以前、マーケティングに活かす心理学、というテーマで幾つかブログを書かせて頂きました。今回はその番外編として、「認知の歪み」について簡単にご紹介出来ればと思います。お付き合い頂けると幸いです。

認知の歪みとは

認知の歪みとは、誇張的で非合理的な思考パターンのことを指します。精神科医アーロン・ベックが概念の基礎を築き、弟子であるデビッド・D・バーンズが研究を引き継ぎました。1989年にデビッド・D・バーンズが著した「フィーリングGoodハンドブック」という本が最も有名であり、認知の歪みのパターンを学び、除去する方法が記されています。
認知の歪みは精神病理状態(抑うつや不安など)を永続化させる一因となり、また個人に現実を不正確に認識させネガティブな思考や感情を再強化させると言われています。

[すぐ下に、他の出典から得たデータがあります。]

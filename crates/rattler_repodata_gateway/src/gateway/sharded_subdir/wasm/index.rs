use std::sync::Arc;

use bytes::Bytes;
use reqwest_middleware::ClientWithMiddleware;
use url::Url;

use super::ShardedRepodata;
use crate::{
    gateway::sharded_subdir::decode_zst_bytes_async, reporter::ResponseReporterExt, GatewayError,
    Reporter,
};

const REPODATA_SHARDS_FILENAME: &str = "repodata_shards.msgpack.zst";

// Fetches the shard index from the url or read it from the cache.
pub async fn fetch_index(
    client: ClientWithMiddleware,
    channel_base_url: &Url,
    concurrent_requests_semaphore: Arc<tokio::sync::Semaphore>,
    reporter: Option<&dyn Reporter>,
) -> Result<ShardedRepodata, GatewayError> {
    // Determine the actual URL to use for the request
    let shards_url = channel_base_url
        .join(REPODATA_SHARDS_FILENAME)
        .expect("invalid shard base url");

    // Construct the actual request that we will send
    let request = client
        .get(shards_url.clone())
        .build()
        .expect("failed to build request for shard index");

    // Acquire a permit to do a request
    let _request_permit = concurrent_requests_semaphore.acquire().await;

    // Do a fresh requests
    let reporter = reporter.map(|r| (r, r.on_download_start(&shards_url)));
    let response = client
        .execute(
            request
                .try_clone()
                .expect("failed to clone initial request"),
        )
        .await?;

    let response = response.error_for_status()?;

    // Read the bytes of the response
    let response_url = response.url().clone();
    let bytes = response.bytes_with_progress(reporter).await?;

    if let Some((reporter, index)) = reporter {
        reporter.on_download_complete(&response_url, index);
    }

    // Decompress the bytes
    let decoded_bytes = Bytes::from(decode_zst_bytes_async(bytes).await?);

    // Parse the bytes
    let sharded_index = rmp_serde::from_slice(&decoded_bytes)
        .map_err(|e| std::io::Error::new(std::io::ErrorKind::InvalidData, e.to_string()))
        .map_err(|e| {
            GatewayError::IoError(
                format!("failed to parse shard index from {response_url}"),
                e,
            )
        })?;

    Ok(sharded_index)
}
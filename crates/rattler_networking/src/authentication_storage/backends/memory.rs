//! in-memory storage for authentication information
use std::{collections::HashMap, sync::Mutex};

use crate::{
    authentication_storage::{AuthenticationStorageError, StorageBackend},
    Authentication,
};

/// A struct that implements storage and access of authentication
/// information backed by a in-memory hashmap
#[derive(Debug)]
pub struct MemoryStorage {
    store: Mutex<HashMap<String, Authentication>>,
}

impl Default for MemoryStorage {
    fn default() -> Self {
        Self::new()
    }
}

impl MemoryStorage {
    /// Create a new empty memory storage
    pub fn new() -> Self {
        Self {
            store: Default::default(),
        }
    }
}

/// An error that can occur when accessing the authentication storage
#[derive(thiserror::Error, Debug)]
pub enum MemoryStorageError {
    /// Could not lock the storage
    #[error("Could not lock the storage")]
    LockError,
}

impl StorageBackend for MemoryStorage {
    fn store(
        &self,
        host: &str,
        authentication: &Authentication,
    ) -> Result<(), AuthenticationStorageError> {
        let mut store = self
            .store
            .lock()
            .map_err(|_| MemoryStorageError::LockError)?;
        store.insert(host.to_string(), authentication.clone());
        Ok(())
    }

    fn get(&self, host: &str) -> Result<Option<crate::Authentication>, AuthenticationStorageError> {
        let store = self
            .store
            .lock()
            .map_err(|_| MemoryStorageError::LockError)?;
        Ok(store.get(host).cloned())
    }

    fn delete(&self, host: &str) -> Result<(), AuthenticationStorageError> {
        let mut store = self
            .store
            .lock()
            .map_err(|_| MemoryStorageError::LockError)?;
        store.remove(host);
        Ok(())
    }
}
pub mod package_builder;
pub mod solver_case;

pub use package_builder::PackageBuilder;
pub use solver_case::{run_solver_cases, SolverCase};
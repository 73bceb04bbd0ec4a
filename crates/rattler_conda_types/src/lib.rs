#![deny(missing_docs)]
//! `rattler-conda-types` contains data models for types commonly found within
//! the Conda ecosystem. The library itself doesnt provide any functionality
//! besides parsing the data types.

mod build_spec;
mod channel;
mod channel_data;
mod explicit_environment_spec;
mod match_spec;
mod no_arch_type;
mod parse_mode;
mod platform;
mod repo_data;
mod repo_data_record;
mod run_export;
mod utils;
mod version;
pub mod version_spec;

mod environment_yaml;
mod generic_virtual_package;
pub mod package;
mod package_name;
pub mod prefix_record;

pub use build_spec::{BuildNumber, BuildNumberSpec, ParseBuildNumberSpecError};
pub use channel::{Channel, ChannelConfig, NamedChannelOrUrl, ParseChannelError};
pub use channel_data::{ChannelData, ChannelDataPackage};
pub use environment_yaml::{EnvironmentYaml, MatchSpecOrSubSection};
pub use explicit_environment_spec::{
    ExplicitEnvironmentEntry, ExplicitEnvironmentSpec, PackageArchiveHash,
    ParseExplicitEnvironmentSpecError, ParsePackageArchiveHashError,
};
pub use generic_virtual_package::GenericVirtualPackage;
pub use match_spec::{
    condition::{split_legacy_conditional_dependency, MatchSpecCondition, ParseConditionError},
    matcher::{StringMatcher, StringMatcherParseError},
    parse::ParseMatchSpecError,
    MatchSpec, Matches, NamelessMatchSpec,
};
pub use no_arch_type::{NoArchKind, NoArchType};
pub use package_name::{InvalidPackageNameError, PackageName};
pub use parse_mode::{ParseMatchSpecOptions, ParseStrictness};
pub use platform::{Arch, ParseArchError, ParsePlatformError, Platform};
pub use prefix_record::PrefixRecord;
pub use repo_data::{
    compute_package_url,
    patches::{PackageRecordPatch, PatchInstructions, RepoDataPatch},
    sharded::{Shard, ShardedRepodata, ShardedSubdirInfo},
    ChannelInfo, ConvertSubdirError, PackageRecord, RepoData, ValidatePackageRecordsError,
};
pub use repo_data_record::RepoDataRecord;
pub use run_export::RunExportKind;
pub use version::{
    Component, ParseVersionError, ParseVersionErrorKind, StrictVersion, Version, VersionBumpError,
    VersionBumpType, VersionExtendError, VersionWithSource,
};
pub use version_spec::VersionSpec;

/// An package identifier that can be used to identify packages across package
/// ecosystems.
pub type PackageUrl = purl::GenericPurl<String>;
use itertools::Itertools;
use url::Url;

/// A default string to use for redaction.
pub const DEFAULT_REDACTION_STR: &str = "********";

/// Anaconda channels are not always publicly available. This function checks if a URL contains a
/// secret by identifying whether it contains certain patterns. If it does, the function returns a
/// modified URL where any secret has been masked.
///
/// The `redaction` argument can be used to specify a custom string that should be used to replace
/// a secret. For consistency between application it is recommended to pass
/// [`DEFAULT_REDACTION_STR`].
///
/// # Example
///
/// ```rust
/// # use rattler_networking::{redact_known_secrets_from_url, DEFAULT_REDACTION_STR};
/// # use url::Url;
///
/// let url = Url::parse("https://conda.anaconda.org/t/12345677/conda-forge/noarch/repodata.json").unwrap();
/// let redacted_url = redact_known_secrets_from_url(&url, DEFAULT_REDACTION_STR).unwrap_or(url);
/// ```
pub fn redact_known_secrets_from_url(url: &Url, redaction: &str) -> Option<Url> {
    let mut segments = url.path_segments()?;
    match (segments.next(), segments.next()) {
        (Some("t"), Some(_)) => {
            let remainder = segments.collect_vec();
            let redacted_path = format!(
                "t/{redaction}{seperator}{remainder}",
                seperator = if remainder.is_empty() { "" } else { "/" },
                remainder = remainder.iter().format("/")
            );

            let mut url = url.clone();
            url.set_path(&redacted_path);
            Some(url)
        }
        _ => None,
    }
}

/// A trait to redact known secrets from a type.
pub trait Redact {
    /// Redacts any secrets from this instance.
    fn redact(self) -> Self;
}

impl Redact for reqwest_middleware::Error {
    fn redact(self) -> Self {
        if let Some(url) = self.url() {
            let redacted_url = redact_known_secrets_from_url(url, DEFAULT_REDACTION_STR)
                .unwrap_or_else(|| url.clone());
            self.with_url(redacted_url)
        } else {
            self
        }
    }
}

impl Redact for reqwest::Error {
    fn redact(self) -> Self {
        if let Some(url) = self.url() {
            let redacted_url = redact_known_secrets_from_url(url, DEFAULT_REDACTION_STR)
                .unwrap_or_else(|| url.clone());
            self.with_url(redacted_url)
        } else {
            self
        }
    }
}

impl Redact for Url {
    fn redact(self) -> Self {
        redact_known_secrets_from_url(&self, DEFAULT_REDACTION_STR).unwrap_or(self)
    }
}
//! This module provides functionality to download and cache `repodata.json`
//! from a remote location.

use cfg_if::cfg_if;
use rattler_redaction::Redact;
use url::Url;

pub mod no_cache;

cfg_if! {
    if #[cfg(not(target_arch = "wasm32"))] {
        mod cache;
        mod with_cache;
        pub mod jlap;
        pub use with_cache::*;
    }
}

/// `RepoData` could not be found for given channel and platform
#[derive(Debug, thiserror::Error)]
pub enum RepoDataNotFoundError {
    /// There was an error on the Http request
    #[error(transparent)]
    HttpError(reqwest::Error),

    /// There was a file system error
    #[error(transparent)]
    FileSystemError(#[from] std::io::Error),
}

#[allow(missing_docs)]
#[derive(Debug, thiserror::Error)]
pub enum FetchRepoDataError {
    #[error("failed to acquire a lock on the repodata cache")]
    FailedToAcquireLock(#[source] anyhow::Error),

    #[error(transparent)]
    HttpError(reqwest_middleware::Error),

    #[error(transparent)]
    IoError(std::io::Error),

    #[error("failed to download {0}")]
    FailedToDownload(Url, #[source] std::io::Error),

    #[error("repodata not found")]
    NotFound(#[from] RepoDataNotFoundError),

    #[error("failed to create temporary file for repodata.json")]
    FailedToCreateTemporaryFile(#[source] std::io::Error),

    #[error("failed to persist temporary repodata.json file")]
    FailedToPersistTemporaryFile(#[from] tempfile::PersistError),

    #[error("failed to get metadata from repodata.json file")]
    FailedToGetMetadata(#[source] std::io::Error),

    #[error("failed to write cache state")]
    FailedToWriteCacheState(#[source] std::io::Error),

    #[error("there is no cache available")]
    NoCacheAvailable,

    #[error("the operation was cancelled")]
    Cancelled,
}

impl From<reqwest_middleware::Error> for FetchRepoDataError {
    fn from(err: reqwest_middleware::Error) -> Self {
        Self::HttpError(err.redact())
    }
}

impl From<reqwest::Error> for FetchRepoDataError {
    fn from(err: reqwest::Error) -> Self {
        Self::HttpError(err.redact().into())
    }
}

impl From<reqwest::Error> for RepoDataNotFoundError {
    fn from(err: reqwest::Error) -> Self {
        Self::HttpError(err.redact())
    }
}

#[cfg(not(target_arch = "wasm32"))]
impl From<tokio::task::JoinError> for FetchRepoDataError {
    fn from(err: tokio::task::JoinError) -> Self {
        // Rethrow any panic
        if let Ok(panic) = err.try_into_panic() {
            std::panic::resume_unwind(panic);
        }

        // Otherwise it the operation has been cancelled
        FetchRepoDataError::Cancelled
    }
}

/// Defines which type of repodata.json file to download. Usually you want to
/// use the [`Variant::AfterPatches`] variant because that reflects the repodata
/// with any patches applied.
#[derive(Default, Copy, Clone, Debug, PartialEq, Eq)]
pub enum Variant {
    /// Fetch the `repodata.json` file. This `repodata.json` has repodata
    /// patches applied. Packages may have also been removed from this file
    /// (yanked).
    #[default]
    AfterPatches,

    /// Fetch the `repodata_from_packages.json` file. This file contains all
    /// packages with the information extracted from their index.json file.
    /// This file is not patched and contains all packages ever uploaded.
    ///
    /// Note that this file is not available for all channels. This only seems
    /// to be available for the conda-forge and bioconda channels on
    /// anaconda.org.
    FromPackages,

    /// Fetch `current_repodata.json` file. This file contains only the latest
    /// version of each package.
    ///
    /// Note that this file is not available for all channels. This only seems
    /// to be available for the conda-forge and bioconda channels on
    /// anaconda.org.
    Current,
}

impl Variant {
    /// Returns the file name of the repodata file to download.
    pub fn file_name(&self) -> &'static str {
        match self {
            Variant::AfterPatches => "repodata.json",
            Variant::FromPackages => "repodata_from_packages.json",
            Variant::Current => "current_repodata.json",
        }
    }
}

/// Defines how to use the repodata cache.
#[derive(Default, Copy, Clone, Debug, PartialEq, Eq)]
pub enum CacheAction {
    /// Use the cache if its up to date or fetch from the URL if there is no
    /// valid cached value.
    #[default]
    CacheOrFetch,

    /// Only use the cache, but error out if the cache is not up to date
    UseCacheOnly,

    /// Only use the cache, ignore whether or not it is up to date.
    ForceCacheOnly,

    /// Do not use the cache even if there is an up to date entry.
    NoCache,
}
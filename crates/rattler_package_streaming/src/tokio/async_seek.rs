//! Functions that enable extracting or streaming a Conda package for objects
//! that implement the [`tokio::io::AsyncRead`] + [`tokio::io::AsyncSeek`] traits.

use std::path::Path;

use async_zip::base::read::seek::ZipFileReader;
use tokio::io::{AsyncRead, AsyncSeek};
use tokio_util::compat::{FuturesAsyncReadCompatExt, TokioAsyncReadCompatExt};

use crate::ExtractError;

use super::shared::{extract_tar_zst_entry, DEFAULT_BUF_SIZE};

/// Extracts the contents of a `.conda` package archive using the seek-based API.
/// This is more efficient than streaming when the entire file is available (e.g., from disk or memory).
///
/// This function only performs extraction and does NOT compute hashes or track size.
/// Use this when you've already computed hashes separately or don't need them.
pub async fn extract_conda(
    reader: impl AsyncRead + AsyncSeek + Send + Unpin + 'static,
    destination: &Path,
) -> Result<(), ExtractError> {
    // Ensure the destination directory exists
    tokio::fs::create_dir_all(destination)
        .await
        .map_err(ExtractError::CouldNotCreateDestination)?;

    // Clone destination for the async block
    let destination = destination.to_owned();

    // Convert to futures traits for async_zip (which uses futures traits)
    let mut compat_reader = reader.compat();
    let mut buf_reader =
        futures::io::BufReader::with_capacity(DEFAULT_BUF_SIZE, &mut compat_reader);

    // Create a ZIP reader using the seek API
    let mut zip_reader = ZipFileReader::new(&mut buf_reader)
        .await
        .map_err(|e| ExtractError::IoError(std::io::Error::other(e)))?;

    // Process each ZIP entry
    let num_entries = zip_reader.file().entries().len();
    for index in 0..num_entries {
        let entry = zip_reader.file().entries().get(index).ok_or_else(|| {
            ExtractError::IoError(std::io::Error::new(
                std::io::ErrorKind::NotFound,
                "entry not found",
            ))
        })?;

        let filename = entry.filename().as_str().map_err(|e| {
            ExtractError::IoError(std::io::Error::new(std::io::ErrorKind::InvalidData, e))
        })?;

        // Only extract .tar.zst files
        if filename.ends_with(".tar.zst") {
            let entry_reader = zip_reader
                .reader_with_entry(index)
                .await
                .map_err(|e| ExtractError::IoError(std::io::Error::other(e)))?;

            // Convert from futures traits to tokio traits
            let mut compat_entry = entry_reader.compat();
            extract_tar_zst_entry(&mut compat_entry, &destination).await?;
        }
    }

    Ok(())
}
use std::path::Path;

use rattler_macros::sorted;
use serde::{Deserialize, Serialize};

use super::{EntryPoint, PackageFile};

/// Describes python noarch specific entry points
#[derive(Serialize, Clone, Debug, Deserialize)]
pub struct PythonEntryPoints {
    /// A list of commands that should execute certain python commands.
    #[serde(default, skip_serializing_if = "Vec::is_empty")]
    pub entry_points: Vec<EntryPoint>,
}

/// Links for specific types of noarch packages.
#[derive(Serialize, Clone, Debug, Deserialize)]
#[serde(tag = "type", rename_all = "lowercase")]
pub enum NoArchLinks {
    /// Python noarch specific entry points.
    Python(PythonEntryPoints),

    /// Generic variant (doesn't have any special entry points)
    Generic,
}

/// A representation of the `link.json` file found in noarch package archives.
///
/// The `link.json` file contains information about entrypoints that need to be installed for the package.
#[sorted]
#[derive(Clone, Debug, Serialize, Deserialize)]
pub struct LinkJson {
    /// Links for specific noarch packages
    pub noarch: NoArchLinks,

    /// The version of the package metadata file
    pub package_metadata_version: u64,
}

impl PackageFile for LinkJson {
    fn package_path() -> &'static Path {
        Path::new("info/link.json")
    }

    fn from_str(str: &str) -> Result<Self, std::io::Error> {
        serde_json::from_str(str).map_err(Into::into)
    }
}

認知とは、物事の捉え方のことです。いま地球上で起きている「事実」は、全て人間を通して「認知」されたものです。
例えば、目の前にこんにゃくがあるとします。こんにゃくを食べた事があり、名前を知っている人間はそれを「こんにゃくがある」という事実として認知します。食べたことがあるけれど名前を知らない人間なら、「前に食べたアレがある」という事実として認知します。また、全く知らない人間なら、「灰色の板状のものがある」という事実として認知します。同じ光景や出来事に遭遇しても、得る事実はその人間の認知の仕方によって異なります。そのため、出来事の受け止め方は人間によって変わるのです。伴う感情、行動も、時として周囲とは異なって理解を得られなかったりするので、相互理解にも影響が出るのです。
この「認知」が歪むこと、本来あるべき形から変化することが「認知の歪み」です。同じ出来事に遭遇した際に、本来その人がするべき捉え方が歪んでしまうため、自分の気持ちが不安になったりイライラしたりと、ネガティブなものになることを指します。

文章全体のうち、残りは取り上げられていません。